**** GIVEN RECORDS ****
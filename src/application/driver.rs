use std::fmt;
use std::io::{BufRead, Write};
use std::path::Path;

use anyhow::{Context, Result};

use crate::application::loader::load_users;
use crate::domain::FilterKind;
use crate::infrastructure::LoggerTrait;
use crate::presentation::write_results;

/// 选择筛选方式时的提示语
pub const OPTION_PROMPT: &str = "Filter by 'name', 'age', or 'email': ";

/// 一次运行的结果
#[derive(Debug, Clone, PartialEq, Eq)]
pub enum Outcome {
    /// 数据文件加载失败，未进入交互
    LoadFailed,
    /// 不支持的筛选方式（规范化后的输入）
    Unsupported(String),
    /// 完成一次筛选
    Filtered { kind: FilterKind, matches: usize },
}

impl fmt::Display for Outcome {
    fn fmt(&self, f: &mut fmt::Formatter<'_>) -> fmt::Result {
        match self {
            Outcome::LoadFailed => write!(f, "data file could not be loaded"),
            Outcome::Unsupported(option) => write!(f, "unsupported option {:?}", option),
            Outcome::Filtered { kind, matches } => {
                write!(f, "{} filter matched {} user(s)", kind, matches)
            }
        }
    }
}

/// 执行一次交互式筛选：加载、选择方式、输入查询、输出结果
///
/// 加载失败、查询格式无效和不支持的方式都只打印提示，不作为错误返回；
/// 只有读写终端失败才会返回 `Err`。
pub fn run<R, W>(data_file: &Path, mut input: R, mut output: W, logger: &dyn LoggerTrait) -> Result<Outcome>
where
    R: BufRead,
    W: Write,
{
    let users = match load_users(data_file, logger) {
        Ok(users) => users,
        Err(err) => {
            writeln!(output, "{}", err)?;
            if logger.is_enabled() {
                let class = if err.is_format() { "format" } else { "io" };
                let _ = logger.log_message(&format!("load failed ({}): {}", class, err));
            }
            return Ok(Outcome::LoadFailed);
        }
    };

    let option = prompt(&mut input, &mut output, OPTION_PROMPT)?;
    let kind = match option.parse::<FilterKind>() {
        Ok(kind) => kind,
        Err(err) => {
            writeln!(output, "{}", err)?;
            return Ok(Outcome::Unsupported(err.0));
        }
    };

    if logger.is_enabled() {
        let _ = logger.log_message(&format!("option: {}", kind));
    }

    let query = prompt(&mut input, &mut output, kind.prompt())?;
    let results = match kind.apply(&users, &query) {
        Ok(results) => results,
        Err(err) => {
            writeln!(output, "{}", err)?;
            if logger.is_enabled() {
                let _ = logger.log_message(&format!("invalid query {:?}: {}", query, err));
            }
            Vec::new()
        }
    };

    write_results(&mut output, &results)?;
    output.flush()?;

    Ok(Outcome::Filtered {
        kind,
        matches: results.len(),
    })
}

/// 打印提示并读取一行，去掉首尾空白。输入结束时返回空字符串
fn prompt<R: BufRead, W: Write>(input: &mut R, output: &mut W, text: &str) -> Result<String> {
    write!(output, "{}", text)?;
    output.flush()?;

    let mut line = String::new();
    input
        .read_line(&mut line)
        .context("failed to read from standard input")?;

    Ok(line.trim().to_string())
}
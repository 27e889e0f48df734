use std::io;
use std::path::PathBuf;
use std::time::Instant;

use anyhow::{Context, Result};
use clap::Parser;

use filter_users::{run, Config, Logger, LoggerTrait};

/// Filter the users in a JSON file by name, age, or email
#[derive(Parser, Debug)]
#[clap(author, version, about, long_about = None)]
struct Args {
    /// User data file (overrides data.file from the config)
    #[clap(long)]
    data: Option<PathBuf>,

    /// Config file (defaults to filter_users.toml next to the executable)
    #[clap(long)]
    config: Option<PathBuf>,

    /// Write a debug log file to the configured log directory
    #[clap(long)]
    log: bool,
}

fn main() -> Result<()> {
    let args = Args::parse();

    // 显式指定的配置文件必须存在，默认路径则可以缺省
    let (config_path, mut config) = match args.config {
        Some(path) => {
            let config = Config::load_from_file(&path)?;
            (path, config)
        }
        None => {
            let path = Config::default_config_path()?;
            let config = Config::load_or_default(&path)?;
            (path, config)
        }
    };

    if let Some(data) = args.data {
        config.data.file = data;
    }
    if args.log {
        config.logging.enabled = true;
    }
    config.validate()?;

    let logger = Logger::new(config.logging.enabled, &config.logging.directory)?;

    // 记录生效的配置
    if logger.is_enabled() {
        logger.log_message(&format!("config file: {}", config_path.display()))?;
        let effective = toml::to_string(&config).context("cannot serialize config")?;
        for line in effective.lines().filter(|line| !line.is_empty()) {
            logger.log_message(&format!("config: {}", line))?;
        }
    }

    let start_time = Instant::now();
    let stdin = io::stdin();
    let stdout = io::stdout();
    let outcome = run(&config.data.file, stdin.lock(), stdout.lock(), &logger)?;

    logger.finalize(&outcome, start_time.elapsed())?;

    Ok(())
}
****
Produce exactly the lines from the one containing "config.data.file = data;" through the final line of the records above, both included, and no others.

OUTPUT OF THE TASK:
        config.data.file = data;
    }
    if args.log {
        config.logging.enabled = true;
    }
    config.validate()?;

    let logger = Logger::new(config.logging.enabled, &config.logging.directory)?;

    // 记录生效的配置
    if logger.is_enabled() {
        logger.log_message(&format!("config file: {}", config_path.display()))?;
        let effective = toml::to_string(&config).context("cannot serialize config")?;
        for line in effective.lines().filter(|line| !line.is_empty()) {
            logger.log_message(&format!("config: {}", line))?;
        }
    }

    let start_time = Instant::now();
    let stdin = io::stdin();
    let stdout = io::stdout();
    let outcome = run(&config.data.file, stdin.lock(), stdout.lock(), &logger)?;

    logger.finalize(&outcome, start_time.elapsed())?;

    Ok(())
}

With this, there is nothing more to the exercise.